■ DATA PROVIDED

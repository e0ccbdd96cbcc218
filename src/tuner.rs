//! The tuning engine facade.
//!
//! A [`Tuner`] owns the variable registry, the per-thread context stacks,
//! the label-to-strategy table, and a handle to the injected
//! [`HistoryStore`]. It is a passive library: callers invoke it
//! synchronously around their own (possibly parallel) workloads, and no
//! operation waits on the workload being timed.
//!
//! The typical call sequence per iteration of a kernel:
//!
//! 1. [`begin_context`](Tuner::begin_context) — open the decision point.
//! 2. [`set_input_values`](Tuner::set_input_values) — optionally attach
//!    problem-shape features that refine the decision point's identity.
//! 3. [`request_output_values`](Tuner::request_output_values) — obtain the
//!    assignment to run with.
//! 4. Run the workload under [`measure`](Tuner::measure) (or time it
//!    externally and call [`report_cost`](Tuner::report_cost)).
//! 5. [`end_context`](Tuner::end_context) — close the decision point,
//!    committing the staged observation.
//!
//! [`fastest_of`](Tuner::fastest_of) packages that whole sequence for the
//! common pick-the-fastest-variant case.

use std::collections::HashMap;
use std::sync::Arc;
use std::time::Instant;

use parking_lot::{Mutex, RwLock};

use crate::context::{ActiveContext, ContextId, ContextStacks, instance_key};
use crate::error::{Error, Result};
use crate::history::{HistoryStore, MemoryHistory};
use crate::registry::Registry;
use crate::strategy::{CoordinateDescent, FastestOf, OutputSlot, SelectionRequest, Strategy};
use crate::value::{Value, ValueKind};
use crate::variable::{Category, Domain, VariableId};

/// One requested output variable paired with the default value returned
/// while the decision point has no usable history. The default must lie
/// inside the variable's declared domain.
#[derive(Clone, Copy, Debug)]
pub struct OutputRequest {
    /// The variable to obtain a value for.
    pub variable: VariableId,
    /// The cold-start fallback value.
    pub default: Value,
}

impl OutputRequest {
    /// Pairs a variable with its cold-start default.
    #[must_use]
    pub fn new(variable: VariableId, default: impl Into<Value>) -> Self {
        Self {
            variable,
            default: default.into(),
        }
    }
}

■ WHAT TO DO
Copy each line above containing the string "OutputRequest".

■ SOLUTION TO THE PROBLEM
pub struct OutputRequest {
impl OutputRequest {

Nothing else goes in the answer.